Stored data
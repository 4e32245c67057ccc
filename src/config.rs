use crate::session::{Participant, SchedulerConfig, SessionConfig};
use anyhow::{Context, Result};
use serde::Deserialize;
use std::time::Duration;

/// Prefix for environment overrides, e.g. `GD_ROOM__SESSION__DURATION_SECS=300`
pub const ENV_PREFIX: &str = "GD_ROOM";

#[derive(Debug, Default, Deserialize)]
#[serde(default)]
pub struct Config {
    pub service: ServiceConfig,
    pub session: SessionSection,
    pub scheduler: SchedulerSection,
}

#[derive(Debug, Deserialize)]
#[serde(default)]
pub struct ServiceConfig {
    pub name: String,
}

impl Default for ServiceConfig {
    fn default() -> Self {
        Self {
            name: "gd-room".to_string(),
        }
    }
}

#[derive(Debug, Default, Deserialize)]
#[serde(default)]
pub struct SessionSection {
    pub topic: Option<String>,
    pub duration_secs: Option<u32>,

    /// Replaces the stock AI roster when set
    pub participants: Option<Vec<ParticipantEntry>>,

    /// Replaces the stock scripted lines when set
    pub responses: Option<Vec<String>>,
}

#[derive(Debug, Clone, Deserialize)]
pub struct ParticipantEntry {
    pub id: String,
    pub name: String,
    #[serde(default)]
    pub muted: bool,
    #[serde(default)]
    pub video_off: bool,
}

/// Scheduler timings in milliseconds
#[derive(Debug, Default, Deserialize)]
#[serde(default)]
pub struct SchedulerSection {
    pub initial_delay_ms: Option<u64>,
    pub min_interval_ms: Option<u64>,
    pub max_interval_ms: Option<u64>,
    pub speaking_window_ms: Option<u64>,
    pub reaction_ttl_ms: Option<u64>,
}

impl Config {
    /// Load from a config file (any format the `config` crate understands),
    /// layered with `GD_ROOM__*` environment variables
    pub fn load(path: &str) -> Result<Self> {
        let settings = config::Config::builder()
            .add_source(config::File::with_name(path))
            .add_source(config::Environment::with_prefix(ENV_PREFIX).separator("__"))
            .build()
            .with_context(|| format!("Failed to read config from {}", path))?;

        settings
            .try_deserialize()
            .context("Failed to parse configuration")
    }

    /// Stock settings plus environment overrides, no file required
    pub fn from_env() -> Result<Self> {
        let settings = config::Config::builder()
            .add_source(config::Environment::with_prefix(ENV_PREFIX).separator("__"))
            .build()
            .context("Failed to read environment configuration")?;

        settings
            .try_deserialize()
            .context("Failed to parse configuration")
    }

    /// Build the engine configuration, falling back to stock values
    pub fn session_config(&self) -> SessionConfig {
        let defaults = SessionConfig::default();
        let stock = SchedulerConfig::default();
        let ms = |value: Option<u64>, fallback: Duration| {
            value.map(Duration::from_millis).unwrap_or(fallback)
        };

        SessionConfig {
            topic: self.session.topic.clone().unwrap_or(defaults.topic),
            duration_secs: self.session.duration_secs.unwrap_or(defaults.duration_secs),
            ai_participants: match &self.session.participants {
                Some(entries) => entries
                    .iter()
                    .map(|e| {
                        Participant::ai(e.id.clone(), e.name.clone())
                            .muted(e.muted)
                            .video_off(e.video_off)
                    })
                    .collect(),
                None => defaults.ai_participants,
            },
            responses: self.session.responses.clone().unwrap_or(defaults.responses),
            scheduler: SchedulerConfig {
                initial_delay: ms(self.scheduler.initial_delay_ms, stock.initial_delay),
                min_interval: ms(self.scheduler.min_interval_ms, stock.min_interval),
                max_interval: ms(self.scheduler.max_interval_ms, stock.max_interval),
                speaking_window: ms(self.scheduler.speaking_window_ms, stock.speaking_window),
                reaction_ttl: ms(self.scheduler.reaction_ttl_ms, stock.reaction_ttl),
                tick: stock.tick,
            },
        }
    }
}
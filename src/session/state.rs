//! Pure session state machine
//!
//! Every change to a session goes through [`SessionState::apply`]. Timed work
//! lives in the engine; this module never sleeps, spawns or reads a clock, so
//! each transition reads the roster and flags as they are *now*.

use super::config::SessionConfig;
use super::model::{
    EndReason, GdSession, Participant, Reaction, SessionPhase, SessionSummary, TranscriptMessage,
};
use chrono::{DateTime, Utc};
use serde::Serialize;
use uuid::Uuid;

/// Inputs to the state machine
#[derive(Debug, Clone, PartialEq)]
pub enum SessionEvent {
    /// One countdown step
    Tick,

    /// An AI line is due; `speaker_slot` indexes the AI participants in roster order
    AiTurn {
        speaker_slot: usize,
        at: DateTime<Utc>,
    },

    /// The speaking window of `participant_id` has elapsed
    SpeakingElapsed { participant_id: String },

    ToggleMute,
    ToggleVideo,
    ToggleHandRaise,
    ToggleRecording,
    ToggleScreenShare,

    /// Text typed (or dictated) by the human
    Send { content: String, at: DateTime<Utc> },

    React { emoji: String, at: DateTime<Utc> },
    ReactionExpired { reaction_id: String },

    End(EndReason),
}

/// Change notifications published to observers
#[derive(Debug, Clone, PartialEq, Serialize)]
#[serde(tag = "type", rename_all = "snake_case")]
pub enum SessionNotice {
    MessageAppended(TranscriptMessage),
    SpeakingChanged {
        participant_id: String,
        is_speaking: bool,
    },
    Tick {
        time_remaining: u32,
    },
    ParticipantUpdated(Participant),
    RecordingChanged {
        is_recording: bool,
    },
    ScreenShareChanged {
        is_screen_sharing: bool,
    },
    ReactionAdded(Reaction),
    ReactionExpired {
        reaction_id: String,
    },
    Ended {
        reason: EndReason,
        time_remaining: u32,
    },
}

/// Delayed work a transition asks the engine to schedule
#[derive(Debug, Clone, PartialEq, Eq)]
pub enum FollowUp {
    ResetSpeaking { participant_id: String },
    ExpireReaction { reaction_id: String },
}

/// Result of applying one event
#[derive(Debug, Clone, Default, PartialEq)]
pub struct Effect {
    pub notices: Vec<SessionNotice>,
    pub follow_up: Option<FollowUp>,

    /// Set when this event moved the session out of the active phase
    pub ended: Option<EndReason>,
}

impl Effect {
    pub fn ignored() -> Self {
        Self::default()
    }

    fn notify(notice: SessionNotice) -> Self {
        Self {
            notices: vec![notice],
            ..Self::default()
        }
    }

    fn deactivated(reason: EndReason) -> Self {
        Self {
            ended: Some(reason),
            ..Self::default()
        }
    }

    pub fn is_ignored(&self) -> bool {
        self.notices.is_empty() && self.follow_up.is_none() && self.ended.is_none()
    }
}

/// Which flag of the human participant a toggle flips
#[derive(Debug, Clone, Copy)]
enum HumanFlag {
    Muted,
    VideoOff,
    HandRaised,
}

/// Mutable state of one discussion
#[derive(Debug, Clone)]
pub struct SessionState {
    topic: String,
    duration: u32,
    participants: Vec<Participant>,
    transcript: Vec<TranscriptMessage>,
    reactions: Vec<Reaction>,
    start_time: DateTime<Utc>,
    is_recording: bool,
    is_screen_sharing: bool,
    time_remaining: u32,
    phase: SessionPhase,
    end_reason: Option<EndReason>,
    responses: Vec<String>,
    response_cursor: usize,
}

impl SessionState {
    /// Build the initial state; `config` must already be validated
    pub fn new(config: &SessionConfig, start_time: DateTime<Utc>) -> Self {
        Self {
            topic: config.topic.clone(),
            duration: config.duration_secs,
            participants: config.roster(),
            transcript: Vec::new(),
            reactions: Vec::new(),
            start_time,
            is_recording: false,
            is_screen_sharing: false,
            time_remaining: config.duration_secs,
            phase: SessionPhase::Active,
            end_reason: None,
            responses: config.responses.clone(),
            response_cursor: 0,
        }
    }

    pub fn phase(&self) -> SessionPhase {
        self.phase
    }

    pub fn is_active(&self) -> bool {
        self.phase.is_active()
    }

    pub fn time_remaining(&self) -> u32 {
        self.time_remaining
    }

    pub fn duration(&self) -> u32 {
        self.duration
    }

    pub fn start_time(&self) -> DateTime<Utc> {
        self.start_time
    }

    pub fn end_reason(&self) -> Option<EndReason> {
        self.end_reason
    }

    pub fn transcript(&self) -> &[TranscriptMessage] {
        &self.transcript
    }

    pub fn participants(&self) -> &[Participant] {
        &self.participants
    }

    pub fn reactions(&self) -> &[Reaction] {
        &self.reactions
    }

    /// Number of AI lines emitted so far
    pub fn response_cursor(&self) -> usize {
        self.response_cursor
    }

    pub fn ai_count(&self) -> usize {
        self.participants.iter().filter(|p| !p.is_you).count()
    }

    pub fn snapshot(&self) -> GdSession {
        GdSession {
            topic: self.topic.clone(),
            duration: self.duration,
            participants: self.participants.clone(),
            transcript: self.transcript.clone(),
            reactions: self.reactions.clone(),
            start_time: self.start_time,
            is_recording: self.is_recording,
            is_screen_sharing: self.is_screen_sharing,
        }
    }

    /// Apply one event. Anything arriving after deactivation is ignored.
    pub fn apply(&mut self, event: SessionEvent) -> Effect {
        if !self.is_active() {
            return Effect::ignored();
        }

        match event {
            SessionEvent::Tick => self.tick(),
            SessionEvent::AiTurn { speaker_slot, at } => self.ai_turn(speaker_slot, at),
            SessionEvent::SpeakingElapsed { participant_id } => {
                self.set_speaking(&participant_id, false)
            }
            SessionEvent::ToggleMute => self.toggle_human(HumanFlag::Muted),
            SessionEvent::ToggleVideo => self.toggle_human(HumanFlag::VideoOff),
            SessionEvent::ToggleHandRaise => self.toggle_human(HumanFlag::HandRaised),
            SessionEvent::ToggleRecording => {
                self.is_recording = !self.is_recording;
                Effect::notify(SessionNotice::RecordingChanged {
                    is_recording: self.is_recording,
                })
            }
            SessionEvent::ToggleScreenShare => {
                self.is_screen_sharing = !self.is_screen_sharing;
                Effect::notify(SessionNotice::ScreenShareChanged {
                    is_screen_sharing: self.is_screen_sharing,
                })
            }
            SessionEvent::Send { content, at } => {
                let Some(you) = self.participants.iter().find(|p| p.is_you) else {
                    return Effect::ignored();
                };
                let you_id = you.id.clone();
                match self.append_message(&you_id, &content, at) {
                    Some(message) => Effect::notify(SessionNotice::MessageAppended(message)),
                    None => Effect::ignored(),
                }
            }
            SessionEvent::React { emoji, at } => self.react(&emoji, at),
            SessionEvent::ReactionExpired { reaction_id } => {
                let before = self.reactions.len();
                self.reactions.retain(|r| r.id != reaction_id);
                if self.reactions.len() == before {
                    Effect::ignored()
                } else {
                    Effect::notify(SessionNotice::ReactionExpired { reaction_id })
                }
            }
            SessionEvent::End(reason) => self.deactivate(reason),
        }
    }

    /// Append a line to the transcript.
    ///
    /// Human lines are trimmed and dropped when blank. Unknown participants are
    /// ignored.
    pub fn append_message(
        &mut self,
        participant_id: &str,
        content: &str,
        at: DateTime<Utc>,
    ) -> Option<TranscriptMessage> {
        if !self.is_active() {
            return None;
        }

        let author = self.participants.iter().find(|p| p.id == participant_id)?;
        let content = if author.is_you {
            let trimmed = content.trim();
            if trimmed.is_empty() {
                return None;
            }
            trimmed.to_string()
        } else {
            content.to_string()
        };

        let message = TranscriptMessage {
            id: Uuid::now_v7().to_string(),
            participant_id: author.id.clone(),
            participant_name: author.name.clone(),
            content,
            timestamp: at,
            is_you: author.is_you,
        };
        self.transcript.push(message.clone());
        Some(message)
    }

    /// Move from Ending to Ended. Flags and transcript stay exactly as they
    /// were at deactivation.
    pub fn finish(&mut self, ended_at: DateTime<Utc>) -> Option<SessionSummary> {
        let reason = self.end_reason?;
        self.phase = SessionPhase::Ended;

        Some(SessionSummary {
            topic: self.topic.clone(),
            participants: self.participants.clone(),
            transcript: self.transcript.clone(),
            reason,
            time_remaining: self.time_remaining,
            ended_at,
        })
    }

    fn tick(&mut self) -> Effect {
        if self.time_remaining <= 1 {
            self.time_remaining = 0;
            return self.deactivate(EndReason::TimeUp);
        }

        self.time_remaining -= 1;
        Effect::notify(SessionNotice::Tick {
            time_remaining: self.time_remaining,
        })
    }

    fn ai_turn(&mut self, speaker_slot: usize, at: DateTime<Utc>) -> Effect {
        let ai_count = self.ai_count();
        if ai_count == 0 || self.responses.is_empty() {
            return Effect::ignored();
        }

        let Some(speaker_id) = self
            .participants
            .iter()
            .filter(|p| !p.is_you)
            .nth(speaker_slot % ai_count)
            .map(|p| p.id.clone())
        else {
            return Effect::ignored();
        };

        let line = self.responses[self.response_cursor % self.responses.len()].clone();
        self.response_cursor += 1;

        let Some(message) = self.append_message(&speaker_id, &line, at) else {
            return Effect::ignored();
        };

        let mut effect = self.set_speaking(&speaker_id, true);
        effect
            .notices
            .insert(0, SessionNotice::MessageAppended(message));
        effect.follow_up = Some(FollowUp::ResetSpeaking {
            participant_id: speaker_id,
        });
        effect
    }

    fn set_speaking(&mut self, participant_id: &str, speaking: bool) -> Effect {
        match self
            .participants
            .iter_mut()
            .find(|p| p.id == participant_id && !p.is_you)
        {
            Some(p) => {
                p.is_speaking = speaking;
                Effect::notify(SessionNotice::SpeakingChanged {
                    participant_id: p.id.clone(),
                    is_speaking: speaking,
                })
            }
            None => Effect::ignored(),
        }
    }

    fn toggle_human(&mut self, flag: HumanFlag) -> Effect {
        let Some(you) = self.participants.iter_mut().find(|p| p.is_you) else {
            return Effect::ignored();
        };

        match flag {
            HumanFlag::Muted => you.is_muted = !you.is_muted,
            HumanFlag::VideoOff => you.is_video_off = !you.is_video_off,
            HumanFlag::HandRaised => you.is_hand_raised = !you.is_hand_raised,
        }
        Effect::notify(SessionNotice::ParticipantUpdated(you.clone()))
    }

    fn react(&mut self, emoji: &str, at: DateTime<Utc>) -> Effect {
        let emoji = emoji.trim();
        if emoji.is_empty() {
            return Effect::ignored();
        }
        let Some(you) = self.participants.iter().find(|p| p.is_you) else {
            return Effect::ignored();
        };

        let reaction = Reaction {
            id: Uuid::now_v7().to_string(),
            emoji: emoji.to_string(),
            participant_id: you.id.clone(),
            timestamp: at,
        };
        self.reactions.push(reaction.clone());

        let reaction_id = reaction.id.clone();
        let mut effect = Effect::notify(SessionNotice::ReactionAdded(reaction));
        effect.follow_up = Some(FollowUp::ExpireReaction { reaction_id });
        effect
    }

    fn deactivate(&mut self, reason: EndReason) -> Effect {
        self.phase = SessionPhase::Ending;
        self.end_reason = Some(reason);
        Effect::deactivated(reason)
    }
}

### Activity:
From the data above, copy each line where the string "topic" appears.

### Answer space:
    pub topic: Option<String>,
            topic: self.session.topic.clone().unwrap_or(defaults.topic),
    topic: String,
            topic: config.topic.clone(),
            topic: self.topic.clone(),
            topic: self.topic.clone(),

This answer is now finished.